Everything slowed down. The gate structure flexed. And exploded inwards, throwing off a lethal shower of splinters and metal shards. He saw bodies launched into space, limbs grasping at nothing. A weird, abstracted part of his mind thought calmly, ‘Hey, I know those guys.’
He even recognised one of the tumbling, flying defenders as Alex, the real estate guy. Jonas had been standing next to him just five minutes earlier. The weird, slow-mo effect suddenly snapped back to real time as flying debris smashed into the trunk of the oak they were sheltered behind. Jonas did not need Dale to pull him into cover this time. He cringed away, instinctively. But as he squeezed his eyes shut, an after-image burned on the back of his retinas. The front of a huge, powerful truck wedged into the shattered remains of the Seattle gate. The attackers, the bikers, whoever the fuck they were, had done something to it, engineered some form of armour or dozer blade to the front to create a sort of spearhead, a metal ram. Jonas could hear shattered timbers squealing and screaming as the driver of the vehicle crunched through the gears to throw it into reverse. The diesel engine wheezed and shrieked. Timbers groaned and cracked. And still the barrage of incoming fire swept in from the hillsides, except now a few lines of tracer had shifted their aim, moving away from suppressing the gate defenders, feeling through the dark, seeking out new targets. The snipers on rooftops. The fire teams on the upper floors of solid brick buildings. Isolated defenders like Jonas and Dale.
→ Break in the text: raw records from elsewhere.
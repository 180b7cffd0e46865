//! Arithmetic operators and numeric functions.

use rand::Rng;

use crate::argument::ArgumentType;
use crate::context::RuntimeFormulaContext;
use crate::error::{FormulaError, FormulaResult};
use crate::value::{Value, loose_number};

use super::{Category, Example, FormulaFunction, FormulaKind, FunctionRegistry, any_arg, number_arg};

const NUMBER_PAIR: &[ArgumentType] = &[ArgumentType::number(), ArgumentType::number()];
const ARRAY: &[ArgumentType] = &[ArgumentType::array()];

/// Rounding precision is capped where `10^places` still fits an f64.
const MAX_DECIMAL_PLACES: f64 = 100.0;

pub(super) fn register(registry: &mut FunctionRegistry) {
    registry.register(Add);
    registry.register(Minus);
    registry.register(Multiply);
    registry.register(Divide);
    registry.register(Round);
    registry.register(RandomInt);
    registry.register(RandomFloat);
    registry.register(Sum);
    registry.register(Avg);
}

pub struct Add;

impl FormulaFunction for Add {
    fn name(&self) -> &'static str {
        "add"
    }

    fn category(&self) -> Category {
        Category::Number
    }

    fn kind(&self) -> FormulaKind {
        FormulaKind::Operator
    }

    fn operator_symbol(&self) -> Option<&'static str> {
        Some("+")
    }

    fn args(&self) -> Option<&'static [ArgumentType]> {
        Some(NUMBER_PAIR)
    }

    fn description(&self) -> &'static str {
        "Adds two numbers."
    }

    fn examples(&self) -> &'static [Example] {
        &[
            Example {
                formula: "2 + 3",
                result: "5",
            },
            Example {
                formula: "1 + 2 + 3",
                result: "6",
            },
        ]
    }

    fn execute(&self, _context: &RuntimeFormulaContext, args: Vec<Value>) -> FormulaResult<Value> {
        let left = number_arg(self.name(), &args, 0)?;
        let right = number_arg(self.name(), &args, 1)?;
        Ok(Value::Number(left + right))
    }
}

pub struct Minus;

impl FormulaFunction for Minus {
    fn name(&self) -> &'static str {
        "minus"
    }

    fn category(&self) -> Category {
        Category::Number
    }

    fn kind(&self) -> FormulaKind {
        FormulaKind::Operator
    }

    fn operator_symbol(&self) -> Option<&'static str> {
        Some("-")
    }

    fn args(&self) -> Option<&'static [ArgumentType]> {
        Some(NUMBER_PAIR)
    }

    fn description(&self) -> &'static str {
        "Subtracts the second number from the first."
    }

    fn examples(&self) -> &'static [Example] {
        &[Example {
            formula: "3 - 2",
            result: "1",
        }]
    }

    fn execute(&self, _context: &RuntimeFormulaContext, args: Vec<Value>) -> FormulaResult<Value> {
        let left = number_arg(self.name(), &args, 0)?;
        let right = number_arg(self.name(), &args, 1)?;
        Ok(Value::Number(left - right))
    }
}

pub struct Multiply;

impl FormulaFunction for Multiply {
    fn name(&self) -> &'static str {
        "multiply"
    }

    fn category(&self) -> Category {
        Category::Number
    }

    fn kind(&self) -> FormulaKind {
        FormulaKind::Operator
    }

    fn operator_symbol(&self) -> Option<&'static str> {
        Some("*")
    }

    fn args(&self) -> Option<&'static [ArgumentType]> {
        Some(NUMBER_PAIR)
    }

    fn description(&self) -> &'static str {
        "Multiplies two numbers."
    }

    fn examples(&self) -> &'static [Example] {
        &[Example {
            formula: "2 * 3",
            result: "6",
        }]
    }

    fn execute(&self, _context: &RuntimeFormulaContext, args: Vec<Value>) -> FormulaResult<Value> {
        let left = number_arg(self.name(), &args, 0)?;
        let right = number_arg(self.name(), &args, 1)?;
        Ok(Value::Number(left * right))
    }
}

/// Division; a zero divisor is an error rather than an infinity.
pub struct Divide;

impl FormulaFunction for Divide {
    fn name(&self) -> &'static str {
        "divide"
    }

    fn category(&self) -> Category {
        Category::Number
    }

    fn kind(&self) -> FormulaKind {
        FormulaKind::Operator
    }

    fn operator_symbol(&self) -> Option<&'static str> {
        Some("/")
    }

    fn args(&self) -> Option<&'static [ArgumentType]> {
        Some(NUMBER_PAIR)
    }

    fn description(&self) -> &'static str {
        "Divides the first number by the second. Dividing by zero is an error."
    }

    fn examples(&self) -> &'static [Example] {
        &[Example {
            formula: "6 / 2",
            result: "3",
        }]
    }

    fn execute(&self, _context: &RuntimeFormulaContext, args: Vec<Value>) -> FormulaResult<Value> {
        let left = number_arg(self.name(), &args, 0)?;
        let right = number_arg(self.name(), &args, 1)?;
        if right == 0.0 {
            return Err(FormulaError::execution(self.name(), "division by zero"));
        }
        Ok(Value::Number(left / right))
    }
}

/// `round(number, places = 2)`: fixed-decimal rounding, half away from zero.
pub struct Round;

impl FormulaFunction for Round {
    fn name(&self) -> &'static str {
        "round"
    }

    fn category(&self) -> Category {
        Category::Number
    }

    fn args(&self) -> Option<&'static [ArgumentType]> {
        const ARGS: &[ArgumentType] = &[ArgumentType::number(), ArgumentType::int().optional()];
        Some(ARGS)
    }

    fn description(&self) -> &'static str {
        "Rounds a number to the given number of decimal places (2 by default)."
    }

    fn examples(&self) -> &'static [Example] {
        &[
            Example {
                formula: "round(33.4567)",
                result: "33.46",
            },
            Example {
                formula: "round(33.4567, 3)",
                result: "33.457",
            },
        ]
    }

    fn execute(&self, _context: &RuntimeFormulaContext, args: Vec<Value>) -> FormulaResult<Value> {
        let number = number_arg(self.name(), &args, 0)?;
        let places = args
            .get(1)
            .and_then(Value::as_f64)
            .unwrap_or(2.0)
            .clamp(0.0, MAX_DECIMAL_PLACES) as usize;

        Ok(Value::Number(round_to_places(number, places)))
    }
}

/// Rounds the exact binary value of `number` to `places` decimals, ties away from zero.
///
/// `1.45` is stored as `1.4499999...` and therefore rounds to `1.4` at one place.
fn round_to_places(number: f64, places: usize) -> f64 {
    if !number.is_finite() {
        return number;
    }

    let magnitude = number.abs();
    let rounded = if is_exact_tie(magnitude, places) {
        // Float formatting breaks exact ties towards even, so step up from the truncated digits
        let digits = format!("{magnitude:.precision$}", precision = places + 1);
        let truncated: f64 = digits[..digits.len() - 1].parse().unwrap_or(magnitude);
        let stepped = truncated + 10f64.powi(-(places as i32));
        format!("{stepped:.places$}").parse().unwrap_or(magnitude)
    } else {
        format!("{magnitude:.places$}").parse().unwrap_or(magnitude)
    };
    rounded.copysign(number)
}

/// Whether `magnitude` lies exactly halfway between two values with `places` decimals.
fn is_exact_tie(magnitude: f64, places: usize) -> bool {
    // A tie needs a decimal expansion ending at `places + 1`, which in turn needs the
    // value to be a multiple of 2^-(places + 1)
    let scaled = magnitude * 2f64.powi(places as i32 + 1);
    if !scaled.is_finite() || scaled.fract() != 0.0 {
        return false;
    }
    format!("{magnitude:.precision$}", precision = places + 1).ends_with('5')
}

/// Random integer in `ceil(min)..=floor(max)`.
pub struct RandomInt;

impl FormulaFunction for RandomInt {
    fn name(&self) -> &'static str {
        "random_int"
    }

    fn category(&self) -> Category {
        Category::Number
    }

    fn args(&self) -> Option<&'static [ArgumentType]> {
        const ARGS: &[ArgumentType] = &[ArgumentType::int(), ArgumentType::int()];
        Some(ARGS)
    }

    fn description(&self) -> &'static str {
        "Returns a random whole number between the minimum and maximum, both included."
    }

    fn examples(&self) -> &'static [Example] {
        &[Example {
            formula: "random_int(1, 10)",
            result: "7",
        }]
    }

    fn execute(&self, _context: &RuntimeFormulaContext, args: Vec<Value>) -> FormulaResult<Value> {
        let min = number_arg(self.name(), &args, 0)?.ceil() as i64;
        let max = number_arg(self.name(), &args, 1)?.floor() as i64;
        if min > max {
            return Err(FormulaError::execution(
                self.name(),
                format!("minimum {min} is greater than maximum {max}"),
            ));
        }

        let mut rng = rand::thread_rng();
        Ok(Value::Number(rng.gen_range(min..=max) as f64))
    }
}

/// Random number in `[min, max)`.
pub struct RandomFloat;

impl FormulaFunction for RandomFloat {
    fn name(&self) -> &'static str {
        "random_float"
    }

    fn category(&self) -> Category {
        Category::Number
    }

    fn args(&self) -> Option<&'static [ArgumentType]> {
        const ARGS: &[ArgumentType] = &[ArgumentType::float(), ArgumentType::float()];
        Some(ARGS)
    }

    fn description(&self) -> &'static str {
        "Returns a random decimal number between the minimum and maximum."
    }

    fn examples(&self) -> &'static [Example] {
        &[Example {
            formula: "random_float(1, 2)",
            result: "1.4213",
        }]
    }

    fn execute(&self, _context: &RuntimeFormulaContext, args: Vec<Value>) -> FormulaResult<Value> {
        let min = number_arg(self.name(), &args, 0)?;
        let max = number_arg(self.name(), &args, 1)?;
        if min > max {
            return Err(FormulaError::execution(
                self.name(),
                format!("minimum {min} is greater than maximum {max}"),
            ));
        }
        if min == max {
            return Ok(Value::Number(min));
        }

        let mut rng = rand::thread_rng();
        Ok(Value::Number(rng.gen_range(min..max)))
    }
}

/// Numbers of an array, or `None` as soon as one item does not read as a finite number.
///
/// Items convert loosely, so blank text and `Null` count as `0` and booleans as `0`/`1`.
fn finite_numbers(items: &Value) -> Option<Vec<f64>> {
    match items {
        Value::Array(items) => items
            .iter()
            .map(|item| Some(loose_number(item)).filter(|number| number.is_finite()))
            .collect(),
        _ => None,
    }
}

pub struct Sum;

impl FormulaFunction for Sum {
    fn name(&self) -> &'static str {
        "sum"
    }

    fn category(&self) -> Category {
        Category::Number
    }

    fn args(&self) -> Option<&'static [ArgumentType]> {
        Some(ARRAY)
    }

    fn description(&self) -> &'static str {
        "Adds up the numbers in an array. Returns null if an item is not a number."
    }

    fn examples(&self) -> &'static [Example] {
        &[Example {
            formula: "sum(to_array('1, 2, 3'))",
            result: "6",
        }]
    }

    fn execute(&self, _context: &RuntimeFormulaContext, args: Vec<Value>) -> FormulaResult<Value> {
        Ok(finite_numbers(any_arg(&args, 0))
            .map(|numbers| Value::Number(numbers.iter().sum()))
            .unwrap_or(Value::Null))
    }
}

pub struct Avg;

impl FormulaFunction for Avg {
    fn name(&self) -> &'static str {
        "avg"
    }

    fn category(&self) -> Category {
        Category::Number
    }

    fn args(&self) -> Option<&'static [ArgumentType]> {
        Some(ARRAY)
    }

    fn description(&self) -> &'static str {
        "Averages the numbers in an array, 0 when it is empty. Returns null if an item is not a number."
    }

    fn examples(&self) -> &'static [Example] {
        &[Example {
            formula: "avg(to_array('1, 2, 3'))",
            result: "2",
        }]
    }

    fn execute(&self, _context: &RuntimeFormulaContext, args: Vec<Value>) -> FormulaResult<Value> {
        let average = finite_numbers(any_arg(&args, 0)).map(|numbers| {
            if numbers.is_empty() {
                0.0
            } else {
                numbers.iter().sum::<f64>() / numbers.len() as f64
            }
        });
        Ok(average.map(Value::Number).unwrap_or(Value::Null))
    }
}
None of it stopped Juntii. Not for a second. He leaned into the trunk of the oak tree, and methodically serviced target after target. Jonas had no idea who he was shooting at. But to judge from his fixed, unsmiling expression, and the fierce concentration in his eyes, the small mechanical adjustments he made to his stance and aiming point, Dale obviously knew what he was doing.
Jonas didn't. He’d lost the rifle he'd been assigned earlier and had to scramble to draw his pistol from the holster at his hip.
He loosed off a couple of shots at the truck. It was the only thing he could see or think to shoot at. One round appeared to spark off the windshield and he stupidly wondered what sort of trucker equipped his rig with bullet-proof glass.
He risked a peek around the tree. Amidst the uproar of gunfire, explosions and shouting he could still hear the screaming of the diesel as it tried to free itself from the ruins of the gate. He saw then that whoever had fixed the gigantic steel arrowhead to the grill had also thought to weld some kind of shield in front of the driver's side window. It was probably just a steel barbecue plate, something to give the driver a little extra chance of surviving his suicide run at the gate. The truck engine howled, tyres smoked and finally the great beast freed itself with a lurch, bringing half the gate down with it. He thought he heard cheering.